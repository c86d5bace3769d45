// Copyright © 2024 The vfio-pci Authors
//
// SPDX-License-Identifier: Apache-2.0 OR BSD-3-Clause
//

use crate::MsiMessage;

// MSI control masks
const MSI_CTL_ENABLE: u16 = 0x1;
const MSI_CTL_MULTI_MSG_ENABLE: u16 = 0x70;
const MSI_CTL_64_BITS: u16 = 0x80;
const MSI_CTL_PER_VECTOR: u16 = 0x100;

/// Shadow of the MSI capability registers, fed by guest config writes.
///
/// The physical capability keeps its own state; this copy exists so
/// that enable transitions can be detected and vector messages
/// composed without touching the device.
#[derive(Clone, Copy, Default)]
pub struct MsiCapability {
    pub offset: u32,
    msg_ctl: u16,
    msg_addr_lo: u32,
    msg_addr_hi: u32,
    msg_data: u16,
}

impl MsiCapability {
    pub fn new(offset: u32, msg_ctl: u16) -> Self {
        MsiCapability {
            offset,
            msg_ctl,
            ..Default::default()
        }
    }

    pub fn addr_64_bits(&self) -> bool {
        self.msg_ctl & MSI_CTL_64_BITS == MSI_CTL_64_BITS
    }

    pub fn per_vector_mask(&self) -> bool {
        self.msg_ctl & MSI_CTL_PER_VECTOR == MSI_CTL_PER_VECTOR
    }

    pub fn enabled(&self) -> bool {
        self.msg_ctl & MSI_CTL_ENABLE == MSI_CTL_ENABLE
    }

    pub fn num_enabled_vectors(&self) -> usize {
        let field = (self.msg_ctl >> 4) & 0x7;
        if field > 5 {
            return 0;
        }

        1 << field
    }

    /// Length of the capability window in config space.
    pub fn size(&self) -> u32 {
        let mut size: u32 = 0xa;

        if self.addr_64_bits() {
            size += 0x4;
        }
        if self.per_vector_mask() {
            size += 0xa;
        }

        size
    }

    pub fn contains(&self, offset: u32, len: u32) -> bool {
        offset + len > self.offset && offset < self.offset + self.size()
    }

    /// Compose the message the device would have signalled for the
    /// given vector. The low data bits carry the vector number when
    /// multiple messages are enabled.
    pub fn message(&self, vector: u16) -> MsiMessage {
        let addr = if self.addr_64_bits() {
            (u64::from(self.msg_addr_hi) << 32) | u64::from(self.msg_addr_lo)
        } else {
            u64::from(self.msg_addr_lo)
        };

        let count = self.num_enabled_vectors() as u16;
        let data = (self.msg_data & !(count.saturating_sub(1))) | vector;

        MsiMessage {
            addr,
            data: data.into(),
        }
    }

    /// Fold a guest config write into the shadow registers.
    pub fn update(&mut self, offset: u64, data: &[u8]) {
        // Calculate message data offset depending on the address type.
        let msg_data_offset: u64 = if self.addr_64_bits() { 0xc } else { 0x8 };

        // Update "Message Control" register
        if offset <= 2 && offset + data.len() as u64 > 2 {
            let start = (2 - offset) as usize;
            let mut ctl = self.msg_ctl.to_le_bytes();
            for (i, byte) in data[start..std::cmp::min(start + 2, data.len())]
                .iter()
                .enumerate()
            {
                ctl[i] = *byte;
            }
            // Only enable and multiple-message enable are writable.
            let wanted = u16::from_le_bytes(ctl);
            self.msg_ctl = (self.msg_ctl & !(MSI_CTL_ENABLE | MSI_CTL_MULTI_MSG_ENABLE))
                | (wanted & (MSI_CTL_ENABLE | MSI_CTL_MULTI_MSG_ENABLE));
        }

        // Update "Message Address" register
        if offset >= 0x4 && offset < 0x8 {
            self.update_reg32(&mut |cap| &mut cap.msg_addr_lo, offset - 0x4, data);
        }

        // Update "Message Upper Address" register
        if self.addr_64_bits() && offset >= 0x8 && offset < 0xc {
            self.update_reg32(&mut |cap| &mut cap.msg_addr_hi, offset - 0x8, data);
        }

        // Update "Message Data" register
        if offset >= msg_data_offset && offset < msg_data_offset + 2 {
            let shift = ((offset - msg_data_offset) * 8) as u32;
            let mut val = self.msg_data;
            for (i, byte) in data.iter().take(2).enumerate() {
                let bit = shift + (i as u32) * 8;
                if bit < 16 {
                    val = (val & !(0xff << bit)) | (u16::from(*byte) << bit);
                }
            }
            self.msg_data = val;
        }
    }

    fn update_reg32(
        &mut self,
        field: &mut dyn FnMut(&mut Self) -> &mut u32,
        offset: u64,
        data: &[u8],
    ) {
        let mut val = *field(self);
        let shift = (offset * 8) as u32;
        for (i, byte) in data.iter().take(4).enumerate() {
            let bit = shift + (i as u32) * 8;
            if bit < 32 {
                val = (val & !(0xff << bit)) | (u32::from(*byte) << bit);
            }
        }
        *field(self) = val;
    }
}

┄┄┄┄┄┄┄┄┄┄┄┄┄┄┄┄┄┄┄┄

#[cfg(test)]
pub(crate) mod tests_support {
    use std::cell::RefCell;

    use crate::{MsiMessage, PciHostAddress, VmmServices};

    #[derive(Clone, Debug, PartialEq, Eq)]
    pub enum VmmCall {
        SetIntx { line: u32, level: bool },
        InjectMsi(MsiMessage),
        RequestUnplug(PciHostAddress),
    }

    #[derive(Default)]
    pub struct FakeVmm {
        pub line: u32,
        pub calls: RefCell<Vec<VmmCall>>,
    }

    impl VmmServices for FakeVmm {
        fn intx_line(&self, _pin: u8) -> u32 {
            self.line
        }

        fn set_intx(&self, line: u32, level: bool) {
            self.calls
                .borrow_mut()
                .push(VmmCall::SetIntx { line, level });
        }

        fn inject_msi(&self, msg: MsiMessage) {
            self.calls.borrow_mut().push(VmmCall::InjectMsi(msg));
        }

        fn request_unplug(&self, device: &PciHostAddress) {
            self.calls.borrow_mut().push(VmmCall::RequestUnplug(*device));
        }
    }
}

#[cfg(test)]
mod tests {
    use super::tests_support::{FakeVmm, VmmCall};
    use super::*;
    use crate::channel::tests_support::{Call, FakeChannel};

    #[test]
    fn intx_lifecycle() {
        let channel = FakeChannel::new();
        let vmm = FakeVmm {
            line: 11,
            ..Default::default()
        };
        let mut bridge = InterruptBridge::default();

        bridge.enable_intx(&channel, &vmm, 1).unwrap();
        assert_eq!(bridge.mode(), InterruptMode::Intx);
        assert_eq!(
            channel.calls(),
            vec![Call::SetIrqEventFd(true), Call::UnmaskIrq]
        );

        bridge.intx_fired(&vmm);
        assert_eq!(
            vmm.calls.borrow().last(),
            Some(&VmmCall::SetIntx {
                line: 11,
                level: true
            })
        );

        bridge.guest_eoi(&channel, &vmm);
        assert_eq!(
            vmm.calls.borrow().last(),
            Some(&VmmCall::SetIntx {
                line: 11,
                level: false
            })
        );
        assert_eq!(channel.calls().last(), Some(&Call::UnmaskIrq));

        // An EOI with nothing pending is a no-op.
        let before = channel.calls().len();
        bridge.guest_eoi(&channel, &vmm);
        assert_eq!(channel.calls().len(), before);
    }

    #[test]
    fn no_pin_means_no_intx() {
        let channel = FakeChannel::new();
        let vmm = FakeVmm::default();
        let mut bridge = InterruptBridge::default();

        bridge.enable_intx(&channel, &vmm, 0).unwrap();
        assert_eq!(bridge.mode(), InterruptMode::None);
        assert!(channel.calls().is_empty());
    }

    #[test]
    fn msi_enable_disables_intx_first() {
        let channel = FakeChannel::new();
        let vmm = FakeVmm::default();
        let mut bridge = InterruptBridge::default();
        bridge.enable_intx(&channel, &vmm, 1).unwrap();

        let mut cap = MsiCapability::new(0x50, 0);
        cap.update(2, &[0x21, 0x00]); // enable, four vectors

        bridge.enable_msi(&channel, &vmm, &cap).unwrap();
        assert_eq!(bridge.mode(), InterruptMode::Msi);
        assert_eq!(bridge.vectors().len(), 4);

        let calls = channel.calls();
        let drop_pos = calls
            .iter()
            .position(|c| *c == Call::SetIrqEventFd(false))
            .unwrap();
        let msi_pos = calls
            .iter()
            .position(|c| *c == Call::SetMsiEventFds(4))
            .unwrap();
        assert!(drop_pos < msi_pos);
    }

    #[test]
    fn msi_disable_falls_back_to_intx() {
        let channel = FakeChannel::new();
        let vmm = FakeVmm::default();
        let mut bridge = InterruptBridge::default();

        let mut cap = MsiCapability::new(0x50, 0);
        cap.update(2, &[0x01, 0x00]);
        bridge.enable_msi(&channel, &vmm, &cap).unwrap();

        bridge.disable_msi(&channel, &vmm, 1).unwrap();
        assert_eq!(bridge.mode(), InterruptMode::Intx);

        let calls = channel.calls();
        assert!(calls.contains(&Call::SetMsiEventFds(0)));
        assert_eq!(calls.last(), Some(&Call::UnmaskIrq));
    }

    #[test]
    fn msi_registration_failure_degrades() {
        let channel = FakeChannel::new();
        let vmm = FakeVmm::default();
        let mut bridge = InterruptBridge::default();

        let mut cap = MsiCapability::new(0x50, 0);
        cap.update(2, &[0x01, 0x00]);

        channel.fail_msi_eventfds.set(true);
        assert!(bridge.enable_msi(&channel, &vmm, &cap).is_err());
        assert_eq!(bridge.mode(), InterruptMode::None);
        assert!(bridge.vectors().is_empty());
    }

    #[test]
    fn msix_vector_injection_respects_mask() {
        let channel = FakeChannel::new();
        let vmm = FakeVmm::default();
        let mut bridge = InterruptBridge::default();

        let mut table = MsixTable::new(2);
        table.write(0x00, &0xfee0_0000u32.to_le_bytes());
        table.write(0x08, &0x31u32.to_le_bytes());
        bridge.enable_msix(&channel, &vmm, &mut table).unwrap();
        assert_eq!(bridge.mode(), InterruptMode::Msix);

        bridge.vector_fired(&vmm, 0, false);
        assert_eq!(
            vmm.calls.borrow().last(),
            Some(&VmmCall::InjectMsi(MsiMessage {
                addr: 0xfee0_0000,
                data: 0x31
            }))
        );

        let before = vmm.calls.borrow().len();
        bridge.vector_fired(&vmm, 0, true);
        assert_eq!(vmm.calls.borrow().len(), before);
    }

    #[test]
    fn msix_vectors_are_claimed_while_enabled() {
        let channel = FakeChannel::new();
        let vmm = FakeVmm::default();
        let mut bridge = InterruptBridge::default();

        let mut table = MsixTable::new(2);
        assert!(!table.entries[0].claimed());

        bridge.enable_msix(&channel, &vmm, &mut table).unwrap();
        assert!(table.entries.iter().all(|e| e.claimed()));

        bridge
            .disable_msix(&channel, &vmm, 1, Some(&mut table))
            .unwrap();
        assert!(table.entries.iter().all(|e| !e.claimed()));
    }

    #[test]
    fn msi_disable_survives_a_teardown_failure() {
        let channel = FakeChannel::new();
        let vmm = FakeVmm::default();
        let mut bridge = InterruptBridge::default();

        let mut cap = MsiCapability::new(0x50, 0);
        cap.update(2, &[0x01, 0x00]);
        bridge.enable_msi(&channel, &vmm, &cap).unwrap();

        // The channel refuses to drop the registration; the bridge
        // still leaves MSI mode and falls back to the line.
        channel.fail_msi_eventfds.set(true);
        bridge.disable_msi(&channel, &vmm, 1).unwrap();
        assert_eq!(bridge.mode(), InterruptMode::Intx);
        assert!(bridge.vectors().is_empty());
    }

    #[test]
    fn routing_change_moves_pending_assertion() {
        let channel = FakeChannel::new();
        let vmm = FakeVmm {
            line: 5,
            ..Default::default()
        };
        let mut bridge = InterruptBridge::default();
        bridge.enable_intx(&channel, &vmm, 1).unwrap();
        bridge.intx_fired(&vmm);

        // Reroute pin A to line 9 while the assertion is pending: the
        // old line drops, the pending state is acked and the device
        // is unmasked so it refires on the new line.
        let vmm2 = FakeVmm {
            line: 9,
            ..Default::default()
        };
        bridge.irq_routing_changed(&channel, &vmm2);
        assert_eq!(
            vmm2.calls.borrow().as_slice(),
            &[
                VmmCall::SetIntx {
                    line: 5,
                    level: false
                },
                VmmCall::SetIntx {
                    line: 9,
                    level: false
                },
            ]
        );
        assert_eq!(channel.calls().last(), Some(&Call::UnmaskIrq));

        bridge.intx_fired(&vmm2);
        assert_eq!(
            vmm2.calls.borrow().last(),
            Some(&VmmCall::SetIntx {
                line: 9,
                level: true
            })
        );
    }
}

┄┄┄┄┄┄┄┄┄┄┄┄┄┄┄┄┄┄┄┄

- What this task involves
The line above containing "self.msg_ctl & MSI_CTL_ENABLE", the line containing "pub fn contains(&self, offset: u32, len: u32)", and every line between them are to be transcribed exactly; no other line is wanted.

- Exercise solution
        self.msg_ctl & MSI_CTL_ENABLE == MSI_CTL_ENABLE
    }

    pub fn num_enabled_vectors(&self) -> usize {
        let field = (self.msg_ctl >> 4) & 0x7;
        if field > 5 {
            return 0;
        }

        1 << field
    }

    /// Length of the capability window in config space.
    pub fn size(&self) -> u32 {
        let mut size: u32 = 0xa;

        if self.addr_64_bits() {
            size += 0x4;
        }
        if self.per_vector_mask() {
            size += 0xa;
        }

        size
    }

    pub fn contains(&self, offset: u32, len: u32) -> bool {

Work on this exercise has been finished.